The purchase price will be approximately $117 million in cash.

 

The current equity holders of BioArray intend to form a new company prior to closing to commercialize BioArray technologies in fields outside of blood transfusion and transplantation.  In connection with its acquisition of BioArray, Immucor will receive a 19% ownership interest in this new company.

 

Closing of this acquisition is conditioned upon, among other matters, receipt of regulatory approvals including pre-merger notification clearance under Hart-Scott-Rodino.

 

Immucor expects this acquisition to be materially dilutive to earnings per share for several years following closing as key investments are made in research, development, and the automation and marketing of the BioArray product line.  In its first full year of ownership, Immucor expects that

 



 

this acquisition will reduce diluted earnings per share by approximately $0.20 to $0.23 per share, including approximately $0.05 per share of non-cash amortization of acquired intangible assets.

 

Immucor, Inc. will host a conference call March 12, 2008 at 8:30 a.m. (EST) to discuss this acquisition.  Investors are invited to participate in this conference call with Dr. Gioacchino De Chirico, President and Chief Executive Officer; Rick Flynt, Chief Financial Officer; Phil Moise, General Counsel; and Ed Gallup, consultant.   This press release will be posted on Immucor’s website, as well as any material financial information that may be discussed by Messrs. De Chirico, Flynt, Moise or Gallup during this call that is not contained in the press release.  Both this press release and the additional information, if any, will be posted as soon as practicable after the call on the investor news section of Immucor’s website.  To access this information once posted, go to Immucor’s website at www.immucor.com and click on “About Us — Press Releases.”

 

To participate in the telephone conference call, dial 1-888-950-8044, pass code BLUD. Replays of the conference call will be available for one week beginning at 12:00 PM on March 12, 2008 by calling 1-866-415-3316.  Beginning March 19, 2008, audio of the conference call or a transcript of the audio will be available on the “About Us — Press Releases” page of the Immucor website.

 

TM Capital Corp. served as financial advisor to Immucor in this transaction, and Lazard Frères & Co. LLC served as financial advisor to BioArray.

 

Founded in 1982, Immucor manufactures and sells a complete line of reagents and systems used by hospitals, reference laboratories and donor centers to detect and identify certain properties of the cell and serum components of blood prior to transfusion.
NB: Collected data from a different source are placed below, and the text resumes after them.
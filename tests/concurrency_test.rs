//! Concurrency guarantees of the engine: one bet per user per round, no
//! bet slips in after a round is frozen, ticks never double-declare and
//! there is never more than one live round.

use futures::future::join_all;
use rust_decimal::Decimal;
use rust_decimal_macros::dec;
use std::sync::Arc;
use wingo::clock::ManualClock;
use wingo::errors::{StateConflict, WingoError};
use wingo::games::types::{BetResult, RoundId, RoundStatus};
use wingo::{GameEngine, PlaceBetRequest, WingoConfig};

fn engine() -> (Arc<GameEngine>, Arc<ManualClock>) {
    let clock = Arc::new(ManualClock::default());
    let mut config = WingoConfig::default();
    config.risk.max_loss = dec!(1000000);
    let engine = GameEngine::builder()
        .with_config(config)
        .with_clock(clock.clone())
        .with_rng_seed(99)
        .build()
        .expect("valid engine");
    (Arc::new(engine), clock)
}

fn request(user: &str, round_id: RoundId, selection: &str, amount: Decimal) -> PlaceBetRequest {
    PlaceBetRequest {
        user_id: user.to_string(),
        round_id,
        bet_type: "NUMBER".to_string(),
        selection: selection.to_string(),
        amount,
    }
}

async fn live_rounds(engine: &GameEngine) -> usize {
    engine
        .recent_rounds(usize::MAX)
        .await
        .unwrap()
        .iter()
        .filter(|r| !r.status.is_terminal())
        .count()
}

#[tokio::test(flavor = "multi_thread", worker_threads = 4)]
async fn duplicate_bets_debit_once() {
    let (engine, _) = engine();
    let round = engine.ensure_open_round().await.unwrap();
    engine.credit_wallet("racer", dec!(1000), "seed").await.unwrap();

    let attempts = (0..20).map(|i| {
        let engine = engine.clone();
        let selection = (i % 10).to_string();
        tokio::spawn(async move {
            engine
                .place_bet(request("racer", round.id, &selection, dec!(40)))
                .await
        })
    });
    let results: Vec<_> = join_all(attempts)
        .await
        .into_iter()
        .map(|joined| joined.unwrap())
        .collect();

    let accepted = results.iter().filter(|r| r.is_ok()).count();
    let duplicates = results
        .iter()
        .filter(|r| {
            matches!(
                r,
                Err(WingoError::StateConflict(StateConflict::DuplicateBet { .. }))
            )
        })
        .count();

    assert_eq!(accepted, 1);
    assert_eq!(duplicates, 19);
    assert_eq!(engine.balance("racer").await.unwrap(), dec!(960));
    assert_eq!(engine.round_bets(round.id).await.unwrap().len(), 1);
}

#[tokio::test(flavor = "multi_thread", worker_threads = 4)]
async fn bets_racing_a_declaration_are_settled_or_rejected() {
    let (engine, _) = engine();
    let round = engine.ensure_open_round().await.unwrap();
    let players: Vec<String> = (0..50).map(|i| format!("p{:02}", i)).collect();
    for player in &players {
        engine.credit_wallet(player, dec!(100), "seed").await.unwrap();
    }

    let mut tasks = Vec::new();
    for (i, player) in players.iter().enumerate() {
        let bet_engine = engine.clone();
        let player = player.clone();
        let selection = (i % 10).to_string();
        tasks.push(tokio::spawn(async move {
            bet_engine
                .place_bet(request(&player, round.id, &selection, dec!(100)))
                .await
                .map(|_| ())
        }));
        if i == 25 {
            let engine = engine.clone();
            tasks.push(tokio::spawn(async move {
                engine.declare_system(round.id).await.map(|_| ())
            }));
        }
    }
    for joined in join_all(tasks).await {
        match joined.unwrap() {
            Ok(()) => {}
            Err(WingoError::StateConflict(StateConflict::RoundNotOpen { .. })) => {}
            Err(e) => panic!("unexpected error {}", e),
        }
    }

    let declared = engine.round(round.id).await.unwrap();
    assert_eq!(declared.status, RoundStatus::ResultDeclared);
    let snapshot = declared.snapshot.unwrap();

    let bets = engine.round_bets(round.id).await.unwrap();
    assert!(bets.iter().all(|b| b.result.is_final()));
    assert_eq!(
        bets.iter().map(|b| b.amount).sum::<Decimal>(),
        snapshot.collection,
        "every accepted bet was in the frozen set"
    );
    assert_eq!(
        bets.iter()
            .map(|b| b.win_amount.unwrap_or_default())
            .sum::<Decimal>(),
        snapshot.payout
    );

    for player in &players {
        let placed = bets.iter().find(|b| &b.user_id == player);
        let balance = engine.balance(player).await.unwrap();
        match placed {
            Some(bet) if bet.result == BetResult::Won => {
                assert_eq!(balance, bet.win_amount.unwrap())
            }
            Some(_) => assert_eq!(balance, Decimal::ZERO),
            None => assert_eq!(balance, dec!(100), "rejected stake untouched"),
        }
    }
}

#[tokio::test(flavor = "multi_thread", worker_threads = 4)]
async fn concurrent_ticks_declare_once() {
    let (engine, clock) = engine();
    let round = engine.ensure_open_round().await.unwrap();
    clock.advance(chrono::Duration::seconds(61));

    let ticks = (0..10).map(|_| {
        let engine = engine.clone();
        tokio::spawn(async move { engine.tick().await })
    });
    let reports: Vec<_> = join_all(ticks)
        .await
        .into_iter()
        .map(|joined| joined.unwrap().unwrap())
        .collect();

    let declarations: Vec<_> = reports.iter().flat_map(|r| r.declared.iter()).collect();
    assert_eq!(declarations.len(), 1);
    assert_eq!(declarations[0].round_id, round.id);
    assert!(reports.iter().any(|r| !r.skipped));
    assert_eq!(live_rounds(&engine).await, 1);
}

#[tokio::test(flavor = "multi_thread", worker_threads = 4)]
async fn at_most_one_live_round() {
    let (engine, _) = engine();

    let opens = (0..20).map(|_| {
        let engine = engine.clone();
        tokio::spawn(async move { engine.ensure_open_round().await })
    });
    let ids: Vec<_> = join_all(opens)
        .await
        .into_iter()
        .map(|joined| joined.unwrap().unwrap().id)
        .collect();
    assert!(ids.iter().all(|id| *id == ids[0]));

    // Declarations and cancellations interleaved with opens
    for i in 0..10 {
        let current = engine.current_round().await.unwrap().unwrap();
        let closer = {
            let engine = engine.clone();
            tokio::spawn(async move {
                if i % 2 == 0 {
                    engine.declare_system(current.id).await.map(|_| ())
                } else {
                    engine.cancel(current.id).await.map(|_| ())
                }
            })
        };
        let openers: Vec<_> = (0..5)
            .map(|_| {
                let engine = engine.clone();
                tokio::spawn(async move { engine.ensure_open_round().await })
            })
            .collect();

        closer.await.unwrap().unwrap();
        for opened in join_all(openers).await {
            opened.unwrap().unwrap();
        }
        assert_eq!(live_rounds(&engine).await, 1);
    }
}
#[async_trait]
impl GameStore for MemoryStore {
    async fn open_round(&self, now: DateTime<Utc>) -> WingoResult<(Round, bool)> {
        let mut state = self.state.lock().await;

        if let Some(round) = state.current.and_then(|id| state.rounds.get(&id)) {
            if !round.status.is_terminal() {
                return Ok((round.clone(), false));
            }
        }

        let period = PeriodCode::next_after(state.last_period.as_ref(), now.date_naive());
        if let Some(existing) = state.periods.get(&period).and_then(|id| state.rounds.get(id)) {
            return Ok((existing.clone(), false));
        }

        let round = Round::open(period, now);
        state.periods.insert(period, round.id);
        state.rounds.insert(round.id, round.clone());
        state.current = Some(round.id);
        state.last_period = Some(period);

        debug!(round_id = %round.id, period = %period, "Round inserted");
        Ok((round, true))
    }

    async fn current_round(&self) -> WingoResult<Option<Round>> {
        let state = self.state.lock().await;
        Ok(state.current.and_then(|id| state.rounds.get(&id)).cloned())
    }

    async fn get_round(&self, round_id: RoundId) -> WingoResult<Option<Round>> {
        Ok(self.state.lock().await.rounds.get(&round_id).cloned())
    }

    async fn transition_round(
        &self,
        round_id: RoundId,
        command: RoundCommand,
    ) -> WingoResult<(RoundStatus, Round)> {
        let mut state = self.state.lock().await;
        let round = state.round_mut(round_id)?;
        let previous = round.apply(command)?;
        let round = round.clone();

        if round.status.is_terminal() && state.current == Some(round_id) {
            state.current = None;
        }
        Ok((previous, round))
    }

    async fn rounds_due(&self, now: DateTime<Utc>, window: Duration) -> WingoResult<Vec<Round>> {
        let state = self.state.lock().await;
        let mut due: Vec<Round> = state
            .rounds
            .values()
            .filter(|r| r.is_expired(now, window) || r.status == RoundStatus::Closed)
            .cloned()
            .collect();
        due.sort_by_key(|r| r.period);
        Ok(due)
    }

    async fn rounds_with_pending_bets(&self) -> WingoResult<Vec<Round>> {
        let state = self.state.lock().await;
        let mut rounds: Vec<Round> = state
            .rounds
            .values()
            .filter(|r| r.status.is_terminal())
            .filter(|r| state.bets_of(r.id).any(|b| b.result == BetResult::Pending))
            .cloned()
            .collect();
        rounds.sort_by_key(|r| r.period);
        Ok(rounds)
    }

    async fn recent_rounds(&self, limit: usize) -> WingoResult<Vec<Round>> {
        let state = self.state.lock().await;
        let mut rounds: Vec<Round> = state.rounds.values().cloned().collect();
        rounds.sort_by(|a, b| b.period.cmp(&a.period));
        rounds.truncate(limit);
        Ok(rounds)
    }

    async fn prune_declared_rounds(&self, keep: usize) -> WingoResult<PruneReport> {
        let mut state = self.state.lock().await;
        let mut declared: Vec<(DateTime<Utc>, PeriodCode, RoundId)> = state
            .rounds
            .values()
            .filter_map(|r| r.declared_at.map(|at| (at, r.period, r.id)))
            .collect();

        if declared.len() <= keep {
            return Ok(PruneReport::default());
        }
        declared.sort();
        let excess = declared.len() - keep;

        // A round whose settlement is unfinished stays until a tick resumes it
        let unsettled: Vec<RoundId> = declared
            .iter()
            .take(excess)
            .filter(|(_, _, id)| state.bets_of(*id).any(|b| b.result == BetResult::Pending))
            .map(|(_, _, id)| *id)
            .collect();

        let mut report = PruneReport::default();
        for (_, period, round_id) in declared.into_iter().take(excess) {
            if unsettled.contains(&round_id) {
                debug!(round_id = %round_id, "Keeping declared round with pending bets");
                continue;
            }
            state.rounds.remove(&round_id);
            state.periods.remove(&period);
            let bet_ids = state.round_bets.remove(&round_id).unwrap_or_default();
            for bet_id in bet_ids {
                if let Some(bet) = state.bets.remove(&bet_id) {
                    state.placed.remove(&(bet.user_id, round_id));
                    report.bets_removed += 1;
                }
            }
            report.rounds_removed += 1;
        }

        info!(
            rounds = report.rounds_removed,
            bets = report.bets_removed,
            "Pruned declared rounds"
        );
        Ok(report)
    }

    async fn insert_bet_atomically(&self, new_bet: NewBet) -> WingoResult<Bet> {
        let mut state = self.state.lock().await;

        let round = state.round_mut(new_bet.round_id)?;
        if !round.accepts_bets() {
            return Err(StateConflict::RoundNotOpen {
                round_id: round.id,
                status: round.status,
            }
            .into());
        }

        let key = (new_bet.user_id.clone(), new_bet.round_id);
        if state.placed.contains(&key) {
            return Err(StateConflict::DuplicateBet {
                user_id: new_bet.user_id,
                round_id: new_bet.round_id,
            }
            .into());
        }

        state.debit(&new_bet.user_id, new_bet.amount)?;

        let bet = Bet {
            id: Uuid::new_v4(),
            user_id: new_bet.user_id,
            round_id: new_bet.round_id,
            selection: new_bet.selection,
            amount: new_bet.amount,
            potential_win: new_bet.potential_win,
            result: BetResult::Pending,
            win_amount: None,
            placed_at: new_bet.placed_at,
            settled_at: None,
        };

        state.placed.insert(key);
        state.round_bets.entry(bet.round_id).or_default().push(bet.id);
        state.bets.insert(bet.id, bet.clone());
        state.record(NewLedgerEntry {
            user_id: bet.user_id.clone(),
            kind: TransactionKind::BetPlaced,
            amount: -bet.amount,
            reference_id: Some(bet.id),
            description: format!("Bet on {} {}", bet.bet_type(), bet.selection),
            created_at: bet.placed_at,
        });

        Ok(bet)
    }

    async fn bets_for_round(&self, round_id: RoundId) -> WingoResult<Vec<Bet>> {
        let state = self.state.lock().await;
        Ok(state.bets_of(round_id).cloned().collect())
    }

    async fn open_bets_for_round(&self, round_id: RoundId) -> WingoResult<Vec<Bet>> {
        let state = self.state.lock().await;
        Ok(state
            .bets_of(round_id)
            .filter(|b| b.result == BetResult::Pending)
            .cloned()
            .collect())
    }

    async fn bets_for_user(&self, user_id: &str) -> WingoResult<Vec<Bet>> {
        let state = self.state.lock().await;
        let mut bets: Vec<Bet> = state
            .bets
            .values()
            .filter(|b| b.user_id == user_id)
            .cloned()
            .collect();
        bets.sort_by_key(|b| b.placed_at);
        Ok(bets)
    }

    async fn settle_bet(&self, settlement: BetSettlement) -> WingoResult<SettleOutcome> {
        let mut state = self.state.lock().await;
        let bet = state
            .bets
            .get_mut(&settlement.bet_id)
            .ok_or(StateConflict::BetNotFound(settlement.bet_id))?;

        if bet.result.is_final() {
            return Ok(SettleOutcome::AlreadyFinal(bet.clone()));
        }

        bet.result = settlement.result;
        bet.win_amount = Some(settlement.win_amount);
        bet.settled_at = Some(settlement.settled_at);
        let bet = bet.clone();

        if bet.result == BetResult::Won && settlement.win_amount > Decimal::ZERO {
            state.credit(&bet.user_id, settlement.win_amount);
            state.record(NewLedgerEntry {
                user_id: bet.user_id.clone(),
                kind: TransactionKind::BetWon,
                amount: settlement.win_amount,
                reference_id: Some(bet.id),
                description: format!("Won on {} {}", bet.bet_type(), bet.selection),
                created_at: settlement.settled_at,
            });
        }

        Ok(SettleOutcome::Applied(bet))
    }

    async fn refund_bet(&self, bet_id: BetId, at: DateTime<Utc>) -> WingoResult<SettleOutcome> {
        let mut state = self.state.lock().await;
        let bet = state
            .bets
            .get_mut(&bet_id)
            .ok_or(StateConflict::BetNotFound(bet_id))?;

        if bet.result.is_final() {
            return Ok(SettleOutcome::AlreadyFinal(bet.clone()));
        }

        bet.result = BetResult::Cancelled;
        bet.win_amount = Some(Decimal::ZERO);
        bet.settled_at = Some(at);
        let bet = bet.clone();

        state.credit(&bet.user_id, bet.amount);
        state.record(NewLedgerEntry {
            user_id: bet.user_id.clone(),
            kind: TransactionKind::BetRefund,
            amount: bet.amount,
            reference_id: Some(bet.id),
            description: "Round cancelled, stake refunded".to_string(),
            created_at: at,
        });

        Ok(SettleOutcome::Applied(bet))
    }

    async fn balance(&self, user_id: &str) -> WingoResult<Decimal> {
        let state = self.state.lock().await;
        Ok(state.wallets.get(user_id).copied().unwrap_or(Decimal::ZERO))
    }

    async fn credit_wallet(&self, user_id: &str, amount: Decimal) -> WingoResult<Decimal> {
        let amount = positive(amount)?;
        Ok(self.state.lock().await.credit(user_id, amount))
    }

    async fn debit_wallet(&self, user_id: &str, amount: Decimal) -> WingoResult<Decimal> {
        let amount = positive(amount)?;
        Ok(self.state.lock().await.debit(user_id, amount)?)
    }

    async fn append_ledger_transaction(&self, entry: NewLedgerEntry) -> WingoResult<LedgerEntry> {
        Ok(self.state.lock().await.record(entry))
    }

    async fn ledger_for_user(&self, user_id: &str) -> WingoResult<Vec<LedgerEntry>> {
        let state = self.state.lock().await;
        Ok(state
            .ledger
            .iter()
            .filter(|e| e.user_id == user_id)
            .cloned()
            .collect())
    }
}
Immucor markets a complete family of automated instrumentation for all of our market segments.

 

For more information on Immucor, please visit our website at www.immucor.com.

 

Statements contained in this press release that are not statements of historical fact are “forward-looking statements” as that term is defined under federal securities laws, including, without limitation, all statements concerning Immucor’s expectations, beliefs, intentions or strategies for the future.  Factors that could adversely affect the closing of this transaction or the Company’s results after closing include but are not limited to the following: the possibility that Hart-Scott-Rodino pre-merger notification clearance may be denied in light of the recently-announced FTC investigation of past Company acquisitions; the ability of the Company to successfully develop an automated platform for BioArray’s transfusion genotyping system, and the cost to do so; the ability of the Company to gain FDA clearance for that automated platform; the acceptance of BioArray technology in transfusion and transplantation markets; and the cost to successfully market and sell products incorporating BioArray technology.  Further risks concerning the Company’s business are detailed in the Company’s filings with the Securities and Exchange Commission.  Investors are cautioned not to place undue reliance on any forward-looking statements.  Immucor assumes no obligation to update any forward-looking statements.